**Data supplied**

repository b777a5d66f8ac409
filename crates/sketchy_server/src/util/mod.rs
#![forbid(unsafe_code)]

pub mod time;
#![forbid(unsafe_code)]

pub mod auth;
pub mod broadcast;
pub mod connection;
pub mod directory;
pub mod events;
pub mod registry;
pub mod rooms;

#[cfg(test)]
mod events_tests;
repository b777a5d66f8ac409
#![forbid(unsafe_code)]

use std::collections::HashMap;

use sketchy_domain::{EventKind, RoomId, ShapeEvent, ShapeId};
use tokio::sync::Mutex;
use tracing::debug;

use crate::util::time::unix_ms_now;

/// Failure talking to a persistent store (event log or room directory).
///
/// Recoverable from the protocol's perspective: the originating caller gets
/// an `ERROR` frame and any broadcast that would have followed is suppressed.
#[derive(Debug, thiserror::Error)]
pub enum StoreError {
	#[error("store backend failure: {0}")]
	Backend(String),
}

impl From<sqlx::Error> for StoreError {
	fn from(e: sqlx::Error) -> Self {
		StoreError::Backend(e.to_string())
	}
}

/// Append/query boundary to the external event log store.
///
/// `append` and `remove` must complete before any broadcast of the event is
/// attempted; every event a peer sees is durable.
#[async_trait::async_trait]
pub trait EventStore: Send + Sync {
	/// Append one shape event. Never mutates prior records.
	async fn append(&self, event: &ShapeEvent) -> Result<(), StoreError>;

	/// Record the deletion of a shape as a companion delete event.
	async fn remove(&self, room_id: &RoomId, shape_id: &ShapeId) -> Result<(), StoreError>;

	/// Create events not yet superseded by a matching delete, in receipt
	/// order. A fresh query is required for each replay.
	async fn list_active(&self, room_id: &RoomId) -> Result<Vec<ShapeEvent>, StoreError>;
}

/// Event log held in process memory. Used when persistence is disabled and
/// by tests; events do not survive a restart.
#[derive(Debug, Default)]
pub struct InMemoryEventStore {
	inner: Mutex<HashMap<RoomId, Vec<ShapeEvent>>>,
}

#[async_trait::async_trait]
impl EventStore for InMemoryEventStore {
	async fn append(&self, event: &ShapeEvent) -> Result<(), StoreError> {
		let mut inner = self.inner.lock().await;
		inner.entry(event.room_id.clone()).or_default().push(event.clone());
		Ok(())
	}

	async fn remove(&self, room_id: &RoomId, shape_id: &ShapeId) -> Result<(), StoreError> {
		let mut inner = self.inner.lock().await;
		inner.entry(room_id.clone()).or_default().push(ShapeEvent {
			shape_id: shape_id.clone(),
			room_id: room_id.clone(),
			author: sketchy_domain::UserId::new("-").expect("static id"),
			kind: EventKind::Delete,
			payload: serde_json::Value::Null,
			received_at: unix_ms_now(),
		});
		Ok(())
	}

	async fn list_active(&self, room_id: &RoomId) -> Result<Vec<ShapeEvent>, StoreError> {
		let inner = self.inner.lock().await;
		let Some(log) = inner.get(room_id) else {
			return Ok(Vec::new());
		};

		Ok(active_from_log(log))
	}
}

/// Fold an append-ordered log into the still-active create events.
fn active_from_log(log: &[ShapeEvent]) -> Vec<ShapeEvent> {
	let mut active: Vec<ShapeEvent> = Vec::new();
	for event in log {
		match event.kind {
			EventKind::Create => active.push(event.clone()),
			EventKind::Delete => active.retain(|e| e.shape_id != event.shape_id),
		}
	}
	active
}

/// Event log backed by the shared sqlite database, append-only.
#[derive(Clone)]
pub struct SqliteEventStore {
	pool: sqlx::SqlitePool,
}

impl SqliteEventStore {
	pub fn new(pool: sqlx::SqlitePool) -> Self {
		Self { pool }
	}
}

#[async_trait::async_trait]
impl EventStore for SqliteEventStore {
	async fn append(&self, event: &ShapeEvent) -> Result<(), StoreError> {
		let payload = serde_json::to_string(&event.payload).map_err(|e| StoreError::Backend(e.to_string()))?;

		sqlx::query(
			"INSERT INTO shape_events (room_id, shape_id, author_id, kind, payload, received_at) VALUES (?, ?, ?, ?, ?, ?)",
		)
		.bind(event.room_id.as_str())
		.bind(event.shape_id.as_str())
		.bind(event.author.as_str())
		.bind(event.kind.as_str())
		.bind(payload)
		.bind(event.received_at)
		.execute(&self.pool)
		.await?;

		debug!(room = %event.room_id, shape = %event.shape_id, kind = %event.kind, "appended shape event");
		Ok(())
	}

	async fn remove(&self, room_id: &RoomId, shape_id: &ShapeId) -> Result<(), StoreError> {
		sqlx::query(
			"INSERT INTO shape_events (room_id, shape_id, author_id, kind, payload, received_at) VALUES (?, ?, '-', 'delete', 'null', ?)",
		)
		.bind(room_id.as_str())
		.bind(shape_id.as_str())
		.bind(unix_ms_now())
		.execute(&self.pool)
		.await?;

		Ok(())
	}

	async fn list_active(&self, room_id: &RoomId) -> Result<Vec<ShapeEvent>, StoreError> {
		let rows = sqlx::query_as::<_, (String, String, String, i64)>(
			"SELECT e.shape_id, e.author_id, e.payload, e.received_at \
			 FROM shape_events e \
			 WHERE e.room_id = ? AND e.kind = 'create' AND NOT EXISTS ( \
			     SELECT 1 FROM shape_events d \
			     WHERE d.room_id = e.room_id AND d.shape_id = e.shape_id AND d.kind = 'delete' AND d.id > e.id \
			 ) \
			 ORDER BY e.id ASC",
		)
		.bind(room_id.as_str())
		.fetch_all(&self.pool)
		.await?;

		let mut events = Vec::with_capacity(rows.len());
		for (shape_id, author_id, payload, received_at) in rows {
			let shape_id = ShapeId::new(shape_id).map_err(|e| StoreError::Backend(e.to_string()))?;
			let author = sketchy_domain::UserId::new(author_id).map_err(|e| StoreError::Backend(e.to_string()))?;
			let payload: serde_json::Value =
				serde_json::from_str(&payload).map_err(|e| StoreError::Backend(e.to_string()))?;

			events.push(ShapeEvent {
				shape_id,
				room_id: room_id.clone(),
				author,
				kind: EventKind::Create,
				payload,
				received_at,
			});
		}

		Ok(events)
	}
}
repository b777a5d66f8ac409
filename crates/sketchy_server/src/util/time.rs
#![forbid(unsafe_code)]

use std::time::{Duration, SystemTime, UNIX_EPOCH};

/// Current Unix time in milliseconds.
#[inline]
pub fn unix_ms_now() -> i64 {
	SystemTime::now()
		.duration_since(UNIX_EPOCH)
		.unwrap_or(Duration::from_secs(0))
		.as_millis() as i64
}

/// Current Unix time in seconds.
#[inline]
pub fn unix_secs_now() -> u64 {
	SystemTime::now()
		.duration_since(UNIX_EPOCH)
		.unwrap_or(Duration::from_secs(0))
		.as_secs()
}
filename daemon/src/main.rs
mod cache;
mod config;
mod event;
mod host;
mod metadata;
mod paths;
mod persist;
mod playtime;
mod poll;
mod process_monitor;
mod reconcile;
mod registry;
mod scanner;
mod status;

use tokio::sync::mpsc;
use tracing::{error, info, warn};
use tracing_subscriber::EnvFilter;

use crate::event::DaemonEvent;
use crate::host::HostRequest;
use crate::metadata::{GiantBombClient, MetadataResolver};

#[tokio::main]
async fn main() {
    // stdout carries the host stream; logs go to stderr.
    tracing_subscriber::fmt()
        .with_env_filter(EnvFilter::try_from_default_env().unwrap_or_else(|_| EnvFilter::new("info")))
        .with_writer(std::io::stderr)
        .init();

    // ── App data directory ────────────────────────────────────────────────────
    let app_dir = match paths::app_data_dir() {
        Ok(dir) => dir,
        Err(e) => {
            error!("{e:#}");
            std::process::exit(1);
        }
    };
    if let Err(e) = std::fs::create_dir_all(&app_dir) {
        error!(dir = %app_dir.display(), "Failed to create app data directory: {e}");
        std::process::exit(1);
    }

    // ── Configuration ─────────────────────────────────────────────────────────
    let config_path = paths::config_file_path(&app_dir);
    let config = config::load_or_default(&config_path).unwrap_or_else(|e| {
        warn!("Config error, using defaults: {e:#}");
        config::Config::default()
    });
    let tick_interval = config.poll.effective_tick_interval();

    // ── Components ────────────────────────────────────────────────────────────
    let metadata_cache = cache::MetadataCache::open(paths::metadata_cache_file_path(&app_dir));
    if metadata_cache.is_empty() {
        info!("Metadata cache is empty; every ROM will be looked up");
    } else {
        info!(entries = metadata_cache.len(), "Metadata cache loaded");
    }
    let resolver = MetadataResolver::new(GiantBombClient::new(&config.metadata), metadata_cache);
    let playtime = playtime::PlaytimeStore::new(paths::game_times_file_path(&app_dir));
    let status = status::StatusFile::create(paths::status_file_path(&app_dir));

    let (event_tx, mut event_rx) = mpsc::channel::<DaemonEvent>(32);
    let (host_tx, host_rx) = mpsc::unbounded_channel();

    // ── Background tasks ──────────────────────────────────────────────────────
    tokio::spawn(config::watch_config(config_path, event_tx.clone()));
    tokio::spawn(poll::run_ticker(tick_interval, event_tx.clone()));
    let writer = tokio::spawn(host::write_events(host_rx, tokio::io::stdout()));

    {
        let tx = event_tx.clone();
        let spawned = std::thread::Builder::new()
            .name("host-input".to_string())
            .spawn(move || host::read_requests(std::io::stdin().lock(), tx));
        if let Err(e) = spawned {
            error!("Failed to start host input thread: {e}");
            std::process::exit(1);
        }
    }

    // Graceful shutdown on Ctrl+C.
    {
        let tx = event_tx.clone();
        tokio::spawn(async move {
            if tokio::signal::ctrl_c().await.is_ok() {
                let _ = tx.send(DaemonEvent::Shutdown).await;
            }
        });
    }
    drop(event_tx);

    let mut poll = poll::PollLoop::new(config, resolver, playtime, status, host_tx);
    poll.refresh_library();

    info!(
        version = env!("CARGO_PKG_VERSION"),
        data_dir = %app_dir.display(),
        tick_ms = tick_interval.as_millis() as u64,
        "romtrack daemon started"
    );

    // ── Event loop ────────────────────────────────────────────────────────────
    while let Some(evt) = event_rx.recv().await {
        match evt {
            DaemonEvent::Tick => poll.tick(),

            DaemonEvent::Host(HostRequest::Shutdown) | DaemonEvent::Shutdown => {
                info!("Shutting down");
                break;
            }

            DaemonEvent::Host(request) => poll.handle_request(request),

            DaemonEvent::ConfigReloaded(new_config) => {
                info!("Config reloaded");
                let lookup = GiantBombClient::new(&new_config.metadata);
                poll.reconfigure(new_config, lookup);
            }
        }
    }

    // Dropping the poll loop closes the last host sender, which ends the writer.
    poll.shutdown().await;
    if let Err(e) = writer.await {
        error!("Host writer failed: {e}");
    }
}
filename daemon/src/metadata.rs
//! ROM name to external metadata resolution.
//!
//! [`MetadataResolver`] answers from the persistent [`MetadataCache`] when it
//! can and falls back to a single search request otherwise. Successful lookups
//! are written through to disk before they are returned; failed ones leave the
//! cache untouched.

use serde::Deserialize;
use std::sync::OnceLock;
use std::time::Duration;
use thiserror::Error;
use tracing::{debug, info};

use crate::cache::{MetadataCache, ResolvedMetadata};
use crate::config::MetadataConfig;

#[derive(Debug, Error)]
pub enum MetadataError {
    #[error("no metadata API key configured")]
    MissingApiKey,
    #[error("metadata request failed: {0}")]
    Request(#[from] reqwest::Error),
    #[error("malformed metadata response: {0}")]
    Malformed(#[from] serde_json::Error),
    #[error("no metadata results for {0:?}")]
    NoResults(String),
    #[error("failed to persist metadata cache: {0}")]
    Cache(#[from] std::io::Error),
}

/// A remote source of game metadata.
pub trait MetadataLookup {
    /// Returns the best match for `rom_name`.
    fn search(&self, rom_name: &str) -> Result<ResolvedMetadata, MetadataError>;
}

#[derive(Debug, Deserialize)]
struct SearchResponse {
    results: Vec<SearchResult>,
}

#[derive(Debug, Deserialize)]
struct SearchResult {
    id: ExternalId,
    name: String,
}

#[derive(Debug, Deserialize)]
#[serde(untagged)]
enum ExternalId {
    Number(u64),
    Text(String),
}

impl From<ExternalId> for String {
    fn from(id: ExternalId) -> Self {
        match id {
            ExternalId::Number(n) => n.to_string(),
            ExternalId::Text(s) => s,
        }
    }
}

/// Extracts the first result of a search response body.
pub fn parse_search_response(rom_name: &str, body: &str) -> Result<ResolvedMetadata, MetadataError> {
    let response: SearchResponse = serde_json::from_str(body)?;
    let first = response
        .results
        .into_iter()
        .next()
        .ok_or_else(|| MetadataError::NoResults(rom_name.to_string()))?;
    Ok(ResolvedMetadata {
        id: first.id.into(),
        name: first.name,
    })
}

/// Giant Bomb search API client.
///
/// Blocking: lookups run on a worker thread alongside the catalog scan, never
/// on the async event loop. The HTTP client is built on first use for the
/// same reason.
pub struct GiantBombClient {
    http: OnceLock<reqwest::blocking::Client>,
    base_url: String,
    api_key: Option<String>,
    timeout: Duration,
}

impl GiantBombClient {
    pub fn new(config: &MetadataConfig) -> Self {
        Self {
            http: OnceLock::new(),
            base_url: config.base_url.clone(),
            api_key: config.api_key.clone().filter(|k| !k.is_empty()),
            timeout: config.effective_timeout(),
        }
    }

    fn http(&self) -> Result<&reqwest::blocking::Client, MetadataError> {
        if let Some(http) = self.http.get() {
            return Ok(http);
        }
        let http = reqwest::blocking::Client::builder()
            .user_agent(concat!("romtrack/", env!("CARGO_PKG_VERSION")))
            .timeout(self.timeout)
            .build()?;
        Ok(self.http.get_or_init(|| http))
    }
}

impl GiantBombClient {
    /// The search request for `rom_name`: one game result, id and name only.
    fn search_request(&self, rom_name: &str) -> Result<reqwest::blocking::Request, MetadataError> {
        let api_key = self.api_key.as_deref().ok_or(MetadataError::MissingApiKey)?;
        let request = self
            .http()?
            .get(&self.base_url)
            .query(&[
                ("api_key", api_key),
                ("field_list", "id,name"),
                ("format", "json"),
                ("limit", "1"),
                ("query", rom_name),
                ("resources", "game"),
            ])
            .build()?;
        Ok(request)
    }
}

impl MetadataLookup for GiantBombClient {
    fn search(&self, rom_name: &str) -> Result<ResolvedMetadata, MetadataError> {
        let request = self.search_request(rom_name)?;
        let body = self.http()?.execute(request)?.error_for_status()?.text()?;
        parse_search_response(rom_name, &body)
    }
}

/// Resolves ROM names through the cache first, then the lookup.
pub struct MetadataResolver<L> {
    lookup: L,
    cache: MetadataCache,
}

impl<L: MetadataLookup> MetadataResolver<L> {
    pub fn new(lookup: L, cache: MetadataCache) -> Self {
        Self { lookup, cache }
    }

    /// Swaps the remote lookup, e.g. after the API key changed. Cached entries are kept.
    pub fn replace_lookup(&mut self, lookup: L) {
        self.lookup = lookup;
    }

    pub fn cached_entries(&self) -> usize {
        self.cache.len()
    }

    pub fn resolve(&mut self, rom_name: &str) -> Result<ResolvedMetadata, MetadataError> {
        if let Some(hit) = self.cache.get(rom_name) {
            debug!(rom = rom_name, id = %hit.id, "Metadata cache hit");
            return Ok(hit.clone());
        }

        let resolved = self.lookup.search(rom_name)?;
        self.cache.insert(rom_name.to_string(), resolved.clone());
        if let Err(e) = self.cache.flush() {
            // Only durable entries may be served from the cache.
            self.cache.remove(rom_name);
            return Err(e.into());
        }
        info!(rom = rom_name, id = %resolved.id, name = %resolved.name, "Resolved metadata");
        Ok(resolved)
    }
}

**Requirement**
Looking at the entries above, can you reproduce exactly the lines from the one that holds "go to stderr." through the one that holds "let app_dir = match", and only those?

**Completed task**
    // stdout carries the host stream; logs go to stderr.
    tracing_subscriber::fmt()
        .with_env_filter(EnvFilter::try_from_default_env().unwrap_or_else(|_| EnvFilter::new("info")))
        .with_writer(std::io::stderr)
        .init();

    // ── App data directory ────────────────────────────────────────────────────
    let app_dir = match paths::app_data_dir() {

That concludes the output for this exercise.